Alibaba Stock's Miserable First Birthday (BABA)Indeed, a mostly disappointing year for Alibaba almost makes you wonder what all the fuss was about.

True, BABA stock got off to a great start. When China’s answer to Amazon (AMZN), eBay (EBAY) and PayPal (PYPL) priced its public debut, it raised $21.8 billion at $68 a share.

The record offering was impressive enough, but it paled in comparison to what Alibaba stock did next.

BABA jumped 38% on its first day of trading and hardly took a breather. In fewer than two months, Alibaba stock was going for more than 75% above its IPO.

But it has been all downhill ever since.

Indeed, BABA stock is celebrating its birthday at $65 a share.
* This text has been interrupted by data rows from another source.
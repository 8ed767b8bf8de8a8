//! Finding dictionary entries for the text after a tapped character.

use {
    crate::{
        DictionaryId, Engine, IndexMap, IndexSet, TermEntry, TermMetaEntry,
        deinflect::Deinflection,
        lang::jpn,
        meta_mode,
        rank::{DictionaryEntry, DictionaryMatch, EntrySource, MeaningGroup},
    },
    anyhow::{Context, Result},
    std::cmp::Reverse,
    tracing::{debug, trace},
};

type MetaCache = IndexMap<(String, &'static str), Vec<TermMetaEntry>>;

impl Engine {
    /// Looks up every dictionary entry starting at character `offset` of
    /// `text`, then merges and ranks them.
    ///
    /// Deinflected forms come from the engine's [`Deinflector`].
    ///
    /// # Errors
    ///
    /// Errors if the database could not be read.
    ///
    /// [`Deinflector`]: crate::deinflect::Deinflector
    pub async fn lookup(
        &self,
        text: &str,
        offset: usize,
        sources: &[DictionaryId],
    ) -> Result<Vec<DictionaryEntry>> {
        let window = self.scan_window(text, offset);
        let deinflections = self.deinflector.deinflect(&window);
        let matches = self
            .find_matches(text, offset, sources, &deinflections)
            .await?;
        Ok(self.ranker().merge_and_rank(&matches))
    }

    fn scan_window(&self, text: &str, offset: usize) -> String {
        text.chars()
            .skip(offset)
            .take(self.config.max_scan_len)
            .collect()
    }

    /// Finds entries for every prefix of the text at `offset`, grouped by the
    /// matched span, longest span first.
    ///
    /// At most [`Config::max_scan_len`] characters are scanned. If the text
    /// starts with kana, readings are matched as well as headwords. Entries
    /// for `deinflections` are added after all literal matches, skipping rows
    /// which already matched literally.
    ///
    /// Each entry carries one source and one meaning group; merging across
    /// dictionaries is left to the [`Ranker`].
    ///
    /// # Errors
    ///
    /// Errors if the database could not be read.
    ///
    /// [`Config::max_scan_len`]: crate::config::Config::max_scan_len
    /// [`Ranker`]: crate::rank::Ranker
    pub async fn find_matches(
        &self,
        text: &str,
        offset: usize,
        sources: &[DictionaryId],
        deinflections: &[Deinflection],
    ) -> Result<Vec<DictionaryMatch>> {
        let max_len = self.config.max_scan_len;
        let window = self.scan_window(text, offset);
        if window.is_empty() || sources.is_empty() {
            return Ok(Vec::new());
        }

        let mut hits = self
            .lookup_by_expression_prefix(&window, max_len, sources)
            .await?
            .into_iter()
            .map(|term| (prefix(&window, term.expression.chars().count()), term))
            .collect::<Vec<_>>();
        if window.starts_with(jpn::is_kana) {
            let hiragana = jpn::kana_to_hiragana(&window);
            for term in self
                .lookup_by_reading_prefix(&hiragana, max_len, sources)
                .await?
            {
                hits.push((prefix(&window, term.reading.chars().count()), term));
            }
        }
        hits.sort_by_key(|(word, _)| Reverse(word.chars().count()));

        let mut seen = IndexSet::<TermEntry>::default();
        let mut words = IndexMap::<String, Vec<TermEntry>>::default();
        for (word, term) in hits {
            if seen.insert(term.clone()) {
                words.entry(word).or_default().push(term);
            }
        }

        for deinflection in deinflections {
            let surface = prefix(&window, deinflection.scan_len);
            if deinflection.lemma.is_empty() || deinflection.lemma == surface {
                continue;
            }
            let lemma_len = deinflection.lemma.chars().count();
            let terms = self
                .lookup_by_expression_prefix(&deinflection.lemma, lemma_len, sources)
                .await
                .with_context(|| format!("failed to look up lemma {:?}", deinflection.lemma))?;
            for term in terms
                .into_iter()
                .filter(|term| term.expression == deinflection.lemma)
            {
                if seen.insert(term.clone()) {
                    trace!("{surface:?} deinflects to {:?}", term.expression);
                    words.entry(surface.clone()).or_default().push(term);
                }
            }
        }

        let mut meta = MetaCache::default();
        let mut next_id = 0;
        let mut matches = Vec::with_capacity(words.len());
        for (word, terms) in words {
            let mut entries = Vec::with_capacity(terms.len());
            for term in terms {
                entries.push(self.to_entry(next_id, term, sources, &mut meta).await?);
                next_id += 1;
            }
            matches.push(DictionaryMatch { word, entries });
        }
        debug!(
            "{} entries in {} matches for {window:?}",
            next_id,
            matches.len()
        );
        Ok(matches)
    }

    async fn to_entry(
        &self,
        id: usize,
        term: TermEntry,
        sources: &[DictionaryId],
        meta: &mut MetaCache,
    ) -> Result<DictionaryEntry> {
        let meaning_tags = self.lookup_tags(&term.dictionary, &term.term_tags).await?;
        let frequency = pick_meta(
            self.cached_meta(meta, &term.expression, meta_mode::FREQUENCY)
                .await?,
            &term,
            sources,
        );
        let pitch_accents = pick_meta(
            self.cached_meta(meta, &term.expression, meta_mode::PITCH)
                .await?,
            &term,
            sources,
        );

        Ok(DictionaryEntry {
            id,
            term: term.expression,
            reading: term.reading,
            meanings: term.definitions.clone(),
            meaning_tags,
            term_tags: term.term_tags,
            score: term.score,
            source: EntrySource::Dictionary(term.dictionary.clone()),
            frequency,
            pitch_accents,
            groups: vec![MeaningGroup {
                source: term.dictionary,
                meanings: term.definitions,
            }],
        })
    }

    async fn cached_meta<'c>(
        &self,
        cache: &'c mut MetaCache,
        expression: &str,
        mode: &'static str,
    ) -> Result<&'c [TermMetaEntry]> {
        let key = (expression.to_owned(), mode);
        if !cache.contains_key(&key) {
            let rows = self.lookup_meta(expression, mode).await?;
            cache.insert(key.clone(), rows);
        }
        Ok(cache.get(&key).map(Vec::as_slice).unwrap_or_default())
    }
}

/// First `len` characters of `text`.
fn prefix(text: &str, len: usize) -> String {
    text.chars().take(len).collect()
}

/// Payload from the term's own dictionary if it has one, otherwise from the
/// first enabled dictionary that does.
fn pick_meta(rows: &[TermMetaEntry], term: &TermEntry, sources: &[DictionaryId]) -> Option<String> {
    let enabled = rows.iter().filter(|row| sources.contains(&row.dictionary));
    enabled
        .clone()
        .find(|row| row.dictionary == term.dictionary)
        .or_else(|| enabled.clone().next())
        .map(|row| row.data.clone())
}

#[cfg(test)]
mod tests {
    use {
        super::*,
        crate::{
            DictionaryInfo, TagEntry,
            config::Config,
            import::tests::{engine, term},
        },
    };

    fn words(matches: &[DictionaryMatch]) -> Vec<(&str, Vec<&str>)> {
        matches
            .iter()
            .map(|m| {
                (
                    m.word.as_str(),
                    m.entries.iter().map(|e| e.term.as_str()).collect(),
                )
            })
            .collect()
    }

    async fn jmdict(engine: &Engine) -> Vec<DictionaryId> {
        engine
            .import_dictionary(
                &DictionaryInfo::new("jmdict", "JMdict"),
                &[
                    TermEntry {
                        term_tags: vec!["v5k-s".into()],
                        ..term("行く", "いく", 0, &["to go"])
                    },
                    term("行", "ぎょう", 0, &["line"]),
                    term("行方", "ゆくえ", 0, &["whereabouts"]),
                    term("いく", "", 0, &["(kana) to go"]),
                ],
                &[TagEntry {
                    name: "v5k-s".into(),
                    category: "partOfSpeech".into(),
                    notes: "Godan verb - Iku/Yuku special class".into(),
                    ..Default::default()
                }],
                &[TermMetaEntry {
                    expression: "行く".into(),
                    mode: meta_mode::FREQUENCY.into(),
                    data: "42".into(),
                    ..Default::default()
                }],
            )
            .await
            .unwrap();
        vec!["jmdict".into()]
    }

    #[tokio::test]
    async fn longest_word_first() {
        let (_dir, engine) = engine().await;
        let sources = jmdict(&engine).await;
        let matches = engine
            .find_matches("彼は行くよ", 2, &sources, &[])
            .await
            .unwrap();
        assert_eq!(vec![("行く", vec!["行く"]), ("行", vec!["行"])], words(&matches));

        let iku = &matches[0].entries[0];
        assert_eq!(Some("42".to_owned()), iku.frequency);
        assert_eq!("v5k-s", iku.meaning_tags[0].name);
        assert_eq!(EntrySource::Dictionary("jmdict".into()), iku.source);
        assert_eq!(1, matches[1].entries[0].id);
    }

    #[tokio::test]
    async fn kana_matches_readings() {
        let (_dir, engine) = engine().await;
        let sources = jmdict(&engine).await;
        let matches = engine.find_matches("いくよ", 0, &sources, &[]).await.unwrap();
        assert_eq!(vec![("いく", vec!["いく", "行く"])], words(&matches));

        let matches = engine.find_matches("イクよ", 0, &sources, &[]).await.unwrap();
        assert_eq!(vec![("イク", vec!["行く"])], words(&matches));
    }

    #[tokio::test]
    async fn deinflections_after_literal() {
        let (_dir, engine) = engine().await;
        let sources = jmdict(&engine).await;
        let matches = engine
            .find_matches(
                "行った",
                0,
                &sources,
                &[Deinflection::new("行く", 3), Deinflection::new("行った", 3)],
            )
            .await
            .unwrap();
        assert_eq!(
            vec![("行", vec!["行"]), ("行った", vec!["行く"])],
            words(&matches)
        );
    }

    #[tokio::test]
    async fn nothing_found() {
        let (_dir, engine) = engine().await;
        let sources = jmdict(&engine).await;
        assert!(engine.find_matches("猫", 0, &sources, &[]).await.unwrap().is_empty());
        assert!(engine.find_matches("行く", 5, &sources, &[]).await.unwrap().is_empty());
        assert!(engine.find_matches("行く", 0, &[], &[]).await.unwrap().is_empty());
    }

    #[tokio::test]
    async fn scan_len_is_configured() {
        let (_dir, engine) = crate::import::tests::engine_with(Config {
            max_scan_len: 1,
            ..Default::default()
        })
        .await;
        let sources = jmdict(&engine).await;
        let matches = engine.find_matches("行く", 0, &sources, &[]).await.unwrap();
        assert_eq!(vec![("行", vec!["行"])], words(&matches));
    }

    #[tokio::test]
    async fn lookup_with_deinflector() {
        let dir = tempfile::tempdir().unwrap();
        let deinflector = |text: &str| {
            if text.starts_with("行った") {
                vec![Deinflection::new("行く", 3)]
            } else {
                Vec::new()
            }
        };
        let engine = Engine::new(dir.path().join("tapdict.db"), Config::default(), deinflector)
            .await
            .unwrap();
        let sources = jmdict(&engine).await;

        let entries = engine.lookup("行ったよ", 0, &sources).await.unwrap();
        let found = entries
            .iter()
            .map(|e| (e.term.as_str(), e.reading.as_str()))
            .collect::<Vec<_>>();
        assert_eq!(vec![("行", "ぎょう"), ("行く", "いく")], found);
    }
}
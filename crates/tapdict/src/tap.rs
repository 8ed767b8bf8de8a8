//! From a tap on rendered markup to ranked dictionary entries.
//!
//! The host first turns a tap into a [`TapEvent`] with
//! [`Engine::tap_event`], which only needs the markup and its layout. The
//! event is plain data, so it can cross a process or FFI boundary before
//! being handed to [`Engine::lookup_tap`].

use {
    crate::{
        DictionaryId, Engine,
        markup::Document,
        picker::{CharacterPick, pick_characters},
        rank::DictionaryEntry,
        resolve::{Layout, Resolution, Tap, resolve},
        sentence::{extract_sentence, sentence_at},
    },
    serde::{Deserialize, Serialize},
    tracing::{debug, warn},
};

/// What the user tapped, in terms of the clean text of its block.
#[derive(Debug, Clone, Default, PartialEq, Eq, Serialize, Deserialize)]
#[serde(rename_all = "camelCase")]
pub struct TapEvent {
    /// Clean text from the tapped character onwards, up to the scan length.
    pub text: String,
    /// Ruby reading over the tapped character.
    #[serde(default, skip_serializing_if = "Option::is_none")]
    pub reading: Option<String>,
    /// Sentence containing the tapped character.
    #[serde(default, skip_serializing_if = "Option::is_none")]
    pub surrounding_text: Option<String>,
    /// Offset of the tapped character in [`TapEvent::full_text`], in
    /// characters.
    pub absolute_offset: usize,
    /// Clean text of the whole block.
    pub full_text: String,
}

impl TapEvent {
    /// Builds the event for a resolved tap, taking up to `scan_len`
    /// characters as [`TapEvent::text`].
    #[must_use]
    pub fn from_resolution(resolution: &Resolution, scan_len: usize) -> Self {
        Self {
            text: resolution.selected(scan_len),
            reading: resolution.reading.clone(),
            surrounding_text: sentence_at(resolution.clean_text(), resolution.offset)
                .map(ToOwned::to_owned),
            absolute_offset: resolution.offset,
            full_text: resolution.clean_text().to_owned(),
        }
    }
}

/// Everything the display layer needs for one tap.
#[derive(Debug, Clone, Default, PartialEq, Eq, Serialize, Deserialize)]
#[serde(rename_all = "camelCase")]
pub struct LookupOutput {
    /// Ranked entries, best first.
    pub entries: Vec<DictionaryEntry>,
    /// Sentence the tap landed in.
    pub sentence: String,
    /// Characters around the tapped one.
    pub characters: CharacterPick,
}

impl Engine {
    /// Resolves a tap on `doc` and describes it as a [`TapEvent`].
    #[must_use]
    pub fn tap_event(&self, doc: &Document, tap: Tap, layout: &impl Layout) -> TapEvent {
        let resolution = resolve(doc, tap, layout);
        debug!(
            "Tap resolved to offset {} of {:?}",
            resolution.offset,
            resolution.clean_text()
        );
        TapEvent::from_resolution(&resolution, self.config.max_scan_len)
    }

    /// Looks up the entries for a tap in the given dictionaries.
    ///
    /// This never fails: if the store can't be read, the error is logged and
    /// no entries are returned.
    pub async fn lookup_tap(&self, event: &TapEvent, sources: &[DictionaryId]) -> LookupOutput {
        let sentence = event.surrounding_text.clone().unwrap_or_else(|| {
            extract_sentence(&event.full_text, event.absolute_offset, &event.text).to_owned()
        });
        let characters = pick_characters(&event.full_text, event.absolute_offset);
        let entries = match self
            .lookup(&event.full_text, event.absolute_offset, sources)
            .await
        {
            Ok(entries) => entries,
            Err(err) => {
                warn!("Failed to look up {:?}: {err:?}", event.text);
                Vec::new()
            }
        };
        LookupOutput {
            entries,
            sentence,
            characters,
        }
    }
}

#[cfg(test)]
mod tests {
    use {
        super::*,
        crate::{
            DictionaryInfo,
            import::tests::{engine, term},
            resolve::NoLayout,
        },
    };

    const MARKUP: &str = "<p>今日は<ruby>晴<rt>は</rt></ruby>れです。明日は雨でしょう。</p>";

    fn tap_on_hare(engine: &Engine) -> TapEvent {
        let doc = Document::parse(MARKUP).unwrap();
        let node = doc
            .descendants(doc.root())
            .find(|&id| doc.text(id) == Some("晴"))
            .unwrap();
        engine.tap_event(&doc, Tap::Position { node, offset: 0 }, &NoLayout)
    }

    #[tokio::test]
    async fn event_from_markup() {
        let (_dir, engine) = engine().await;
        let event = tap_on_hare(&engine);
        assert_eq!(
            TapEvent {
                text: "晴れです。明日は雨でしょう。".into(),
                reading: Some("は".into()),
                surrounding_text: Some("今日は晴れです。".into()),
                absolute_offset: 3,
                full_text: "今日は晴れです。明日は雨でしょう。".into(),
            },
            event
        );

        let json = serde_json::to_value(&event).unwrap();
        assert_eq!(3, json["absoluteOffset"]);
        assert_eq!("今日は晴れです。", json["surroundingText"]);
        assert_eq!("今日は晴れです。明日は雨でしょう。", json["fullText"]);
    }

    #[tokio::test]
    async fn lookup_from_tap() {
        let (_dir, engine) = engine().await;
        engine
            .import_dictionary(
                &DictionaryInfo::new("jmdict", "JMdict"),
                &[
                    term("晴れ", "はれ", 0, &["clear weather"]),
                    term("晴", "せい", 0, &["fine weather"]),
                ],
                &[],
                &[],
            )
            .await
            .unwrap();
        let event = tap_on_hare(&engine);
        let output = engine.lookup_tap(&event, &["jmdict".into()]).await;

        assert_eq!("今日は晴れです。", output.sentence);
        let found = output
            .entries
            .iter()
            .map(|e| e.term.as_str())
            .collect::<Vec<_>>();
        assert_eq!(vec!["晴れ", "晴"], found);
        assert_eq!(
            "日は晴れで",
            output.characters.iter().map(|p| p.character).collect::<String>()
        );
    }

    #[tokio::test]
    async fn storage_failure_is_empty() {
        let (_dir, engine) = engine().await;
        let event = tap_on_hare(&engine);
        engine.db.close().await;

        let output = engine.lookup_tap(&event, &["jmdict".into()]).await;
        assert!(output.entries.is_empty());
        assert_eq!("今日は晴れです。", output.sentence);
    }

    #[tokio::test]
    async fn event_without_context() {
        let (_dir, engine) = engine().await;
        let event = TapEvent {
            text: "猫".into(),
            absolute_offset: 10,
            full_text: "猫".into(),
            ..Default::default()
        };
        let output = engine.lookup_tap(&event, &[]).await;
        assert_eq!(LookupOutput {
            sentence: "猫".into(),
            ..Default::default()
        }, output);
    }
}
//! [Yomitan] dictionary archive import.
//!
//! An archive is a zip holding `index.json` plus any number of
//! `term_bank_N.json`, `tag_bank_N.json` and `term_meta_bank_N.json` files,
//! each a JSON array of rows. Banks are parsed in parallel, each from its own
//! reader over the archive bytes.
//!
//! [Yomitan]: https://github.com/yomidevs/yomitan

mod schema;

use {
    super::{ImportError, ImportReport},
    crate::{DictionaryId, DictionaryInfo, Engine, IndexSet, TagEntry, TermEntry, TermMetaEntry},
    anyhow::{Context, Result},
    bytes::Bytes,
    rayon::prelude::*,
    regex::Regex,
    schema::{Glossary, GlossaryContent, Index, TagBank, TermBank, TermMetaBank},
    serde::de::DeserializeOwned,
    serde_json::Value,
    std::{
        io::{Cursor, Read, Seek},
        sync::LazyLock,
    },
    tracing::debug,
    zip::ZipArchive,
};

const INDEX_PATH: &str = "index.json";

/// Rows of a parsed archive, ready for [`Engine::import_dictionary`].
#[derive(Debug, Clone, Default)]
pub struct YomitanDictionary {
    /// Dictionary metadata from `index.json`.
    pub info: DictionaryInfo,
    /// Every term, in bank order.
    pub terms: Vec<TermEntry>,
    /// Every tag, in bank order.
    pub tags: Vec<TagEntry>,
    /// Every term metadata row, in bank order.
    pub meta: Vec<TermMetaEntry>,
}

impl Engine {
    /// Parses a Yomitan archive and imports it, replacing any dictionary
    /// with the same source id.
    ///
    /// The source id is derived from the index title, so re-importing a newer
    /// revision of the same dictionary overwrites the old one. Dictionaries
    /// whose title carries a proper-name marker are flagged as such.
    ///
    /// # Errors
    ///
    /// Errors with [`ImportError::Parse`] if the archive is malformed, or any
    /// error from [`Engine::import_dictionary`].
    pub async fn import_yomitan(&self, archive: Bytes) -> Result<ImportReport, ImportError> {
        let mut dictionary = blocking::unblock(move || parse_blocking(&archive))
            .await
            .map_err(ImportError::Parse)?;
        let info = &mut dictionary.info;
        info.is_proper_name = self.config.has_proper_name_marker(&info.title)
            || self.config.has_proper_name_marker(info.id.as_str());
        debug!(
            "Parsed {:?}: {} terms, {} tags, {} meta",
            info.id,
            dictionary.terms.len(),
            dictionary.tags.len(),
            dictionary.meta.len()
        );

        self.import_dictionary(
            &dictionary.info,
            &dictionary.terms,
            &dictionary.tags,
            &dictionary.meta,
        )
        .await
    }
}

/// Parses a whole archive held in memory.
///
/// # Errors
///
/// Errors if the archive is not a zip, has no `index.json`, or if any bank
/// fails to parse.
pub fn parse_blocking(archive: &[u8]) -> Result<YomitanDictionary> {
    static TAG_BANK_PATTERN: LazyLock<Regex> = LazyLock::new(|| bank_pattern("tag_bank"));
    static TERM_BANK_PATTERN: LazyLock<Regex> = LazyLock::new(|| bank_pattern("term_bank"));
    static TERM_META_BANK_PATTERN: LazyLock<Regex> =
        LazyLock::new(|| bank_pattern("term_meta_bank"));

    let mut zip = open(archive)?;
    let index = parse_from::<Index>(&mut zip, INDEX_PATH)?;
    let id = source_id(&index.title);

    let file_names = zip.file_names().collect::<Vec<_>>();
    let tag_banks = bank_names(&file_names, &TAG_BANK_PATTERN);
    let term_banks = bank_names(&file_names, &TERM_BANK_PATTERN);
    let term_meta_banks = bank_names(&file_names, &TERM_META_BANK_PATTERN);
    debug!(
        "{INDEX_PATH} parsed, {} tag banks, {} term banks, {} term meta banks",
        tag_banks.len(),
        term_banks.len(),
        term_meta_banks.len()
    );

    let (tags, (terms, meta)) = rayon::join(
        || {
            parse_banks(archive, &tag_banks, |bank: TagBank| {
                bank.0.into_iter().map(|tag| to_tag(tag, &id)).collect()
            })
        },
        || {
            rayon::join(
                || {
                    parse_banks(archive, &term_banks, |bank: TermBank| {
                        bank.0.into_iter().map(|term| to_term(term, &id)).collect()
                    })
                },
                || {
                    parse_banks(archive, &term_meta_banks, |bank: TermMetaBank| {
                        bank.0.into_iter().map(|meta| to_meta(meta, &id)).collect()
                    })
                },
            )
        },
    );

    Ok(YomitanDictionary {
        info: to_info(index, id),
        terms: terms?,
        tags: tags?,
        meta: meta?,
    })
}

fn bank_pattern(kind: &str) -> Regex {
    Regex::new(&format!("^{kind}_([0-9]+)\\.json$")).expect("should be valid regex")
}

/// Names matching `pattern`, ordered by bank number.
fn bank_names(file_names: &[&str], pattern: &Regex) -> Vec<String> {
    let mut banks = file_names
        .iter()
        .filter_map(|name| {
            let number = pattern.captures(name)?.get(1)?.as_str().parse::<u64>().ok()?;
            Some((number, (*name).to_owned()))
        })
        .collect::<Vec<_>>();
    banks.sort_unstable();
    banks.into_iter().map(|(_, name)| name).collect()
}

fn open(archive: &[u8]) -> Result<ZipArchive<Cursor<&[u8]>>> {
    ZipArchive::new(Cursor::new(archive)).context("failed to read as zip archive")
}

fn parse_from<T: DeserializeOwned>(archive: &mut ZipArchive<impl Read + Seek>, name: &str) -> Result<T> {
    let file = archive
        .by_name(name)
        .with_context(|| format!("failed to open {name:?}"))?;
    serde_json::from_reader::<_, T>(file).with_context(|| format!("failed to parse {name:?}"))
}

fn parse_banks<B, T>(
    archive: &[u8],
    names: &[String],
    convert: impl Fn(B) -> Vec<T> + Send + Sync,
) -> Result<Vec<T>>
where
    B: DeserializeOwned,
    T: Send,
{
    let banks = names
        .par_iter()
        .map(|name| {
            let mut zip = open(archive)?;
            let bank = parse_from::<B>(&mut zip, name)?;
            Ok(convert(bank))
        })
        .collect::<Result<Vec<_>>>()?;
    Ok(banks.into_iter().flatten().collect())
}

/// Lowercase title, with every run of non-alphanumeric characters turned
/// into a single `-`.
fn source_id(title: &str) -> DictionaryId {
    let mut id = String::new();
    for word in title
        .split(|c: char| !c.is_alphanumeric())
        .filter(|word| !word.is_empty())
    {
        if !id.is_empty() {
            id.push('-');
        }
        id.extend(word.chars().flat_map(char::to_lowercase));
    }
    DictionaryId(id)
}

fn to_info(index: Index, id: DictionaryId) -> DictionaryInfo {
    DictionaryInfo {
        id,
        title: index.title,
        revision: index.revision,
        version: index.format,
        author: index.author,
        url: index.url,
        description: index.description,
        attribution: index.attribution,
        source_language: index.source_language,
        target_language: index.target_language,
        created_at: None,
        is_proper_name: false,
    }
}

fn to_tag(raw: schema::Tag, id: &DictionaryId) -> TagEntry {
    TagEntry {
        name: raw.name,
        category: raw.category,
        order: raw.order,
        notes: raw.notes,
        score: raw.score,
        dictionary: id.clone(),
    }
}

fn to_term(raw: schema::Term, id: &DictionaryId) -> TermEntry {
    let term_tags = raw
        .definition_tags
        .as_deref()
        .unwrap_or_default()
        .split_whitespace()
        .chain(raw.term_tags.split_whitespace())
        .map(ToOwned::to_owned)
        .collect::<IndexSet<_>>();
    TermEntry {
        expression: raw.expression,
        reading: raw.reading,
        term_tags: term_tags.into_iter().collect(),
        score: raw.score,
        rules: raw.rules.split_whitespace().map(ToOwned::to_owned).collect(),
        definitions: raw.glossary.into_iter().flat_map(to_glosses).collect(),
        sequence: Some(raw.sequence),
        popularity: None,
        dictionary: id.clone(),
    }
}

fn to_meta(raw: schema::TermMeta, id: &DictionaryId) -> TermMetaEntry {
    TermMetaEntry {
        expression: raw.expression,
        mode: raw.mode,
        data: raw.data.to_string(),
        dictionary: id.clone(),
    }
}

/// Plain-text lines of a glossary item.
fn to_glosses(raw: Glossary) -> Vec<String> {
    let text = match raw {
        Glossary::String(text) | Glossary::Content(GlossaryContent::Text { text }) => text,
        Glossary::Content(GlossaryContent::StructuredContent { content }) => {
            let mut text = String::new();
            push_structured(&content, &mut text);
            text
        }
        Glossary::Content(GlossaryContent::Image {}) | Glossary::Other(_) => return Vec::new(),
    };
    text.lines()
        .map(str::trim)
        .filter(|line| !line.is_empty())
        .map(ToOwned::to_owned)
        .collect()
}

const STRUCTURED_BLOCK_TAGS: &[&str] = &[
    "div", "li", "ol", "ul", "p", "table", "tr", "details", "summary",
];

// serde_json caps nesting depth, so recursion here is bounded
fn push_structured(content: &Value, out: &mut String) {
    match content {
        Value::String(text) => out.push_str(text),
        Value::Array(items) => {
            for item in items {
                push_structured(item, out);
            }
        }
        Value::Object(element) => {
            let tag = element.get("tag").and_then(Value::as_str).unwrap_or_default();
            match tag {
                "rt" | "rp" | "img" => {}
                "br" => out.push('\n'),
                _ => {
                    let block = STRUCTURED_BLOCK_TAGS.contains(&tag);
                    if block && !out.is_empty() && !out.ends_with('\n') {
                        out.push('\n');
                    }
                    if let Some(content) = element.get("content") {
                        push_structured(content, out);
                    }
                    if block {
                        out.push('\n');
                    }
                }
            }
        }
        Value::Null | Value::Bool(_) | Value::Number(_) => {}
    }
}
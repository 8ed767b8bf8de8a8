//! Characters around the tapped one, so the user can move the lookup start.

use serde::{Deserialize, Serialize};

/// How many characters are picked on each side of the tapped one.
pub const PICK_RADIUS: usize = 2;

/// Character of the clean text and where it is.
#[derive(Debug, Clone, Copy, PartialEq, Eq, Serialize, Deserialize)]
pub struct PickedChar {
    /// Clean-text offset, in characters.
    pub offset: usize,
    /// The character itself.
    pub character: char,
}

/// Output of [`pick_characters`].
#[derive(Debug, Clone, Default, PartialEq, Eq, Serialize, Deserialize)]
pub struct CharacterPick {
    /// Up to [`PICK_RADIUS`] characters before the tapped one, in order.
    pub before: Vec<PickedChar>,
    /// Tapped character, or [`None`] if the offset was out of bounds.
    pub current: Option<PickedChar>,
    /// Up to [`PICK_RADIUS`] characters after the tapped one, in order.
    pub after: Vec<PickedChar>,
}

impl CharacterPick {
    /// Every picked character, in text order.
    pub fn iter(&self) -> impl Iterator<Item = PickedChar> + '_ {
        self.before
            .iter()
            .chain(&self.current)
            .chain(&self.after)
            .copied()
    }
}

/// Picks the character at `offset` and its neighbours.
///
/// An out-of-bounds offset picks nothing.
#[must_use]
pub fn pick_characters(text: &str, offset: usize) -> CharacterPick {
    let first = offset.saturating_sub(PICK_RADIUS);
    let mut pick = CharacterPick::default();
    for (i, character) in text.chars().enumerate().skip(first) {
        let picked = PickedChar {
            offset: i,
            character,
        };
        match i.cmp(&offset) {
            std::cmp::Ordering::Less => pick.before.push(picked),
            std::cmp::Ordering::Equal => pick.current = Some(picked),
            std::cmp::Ordering::Greater if i <= offset + PICK_RADIUS => pick.after.push(picked),
            std::cmp::Ordering::Greater => break,
        }
    }
    if pick.current.is_none() {
        return CharacterPick::default();
    }
    pick
}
Not only is that $3 below the IPO price, it’s off about 30% from BABA’s closing price on its first day of trading. Not to rub it in, but Alibaba stock also happens to have dropped 45% from its 52-week high.

So what went wrong for the greatest IPO since Facebook (FB)?

Not quite everything, but a lot.

On the big stage, the Chinese economy slowed dramatically, and its stock market cratered. Meanwhile, on the regulatory front, the Chinese government is after BABA, alleging that the e-commerce giant is complicit in the sale of counterfeit goods.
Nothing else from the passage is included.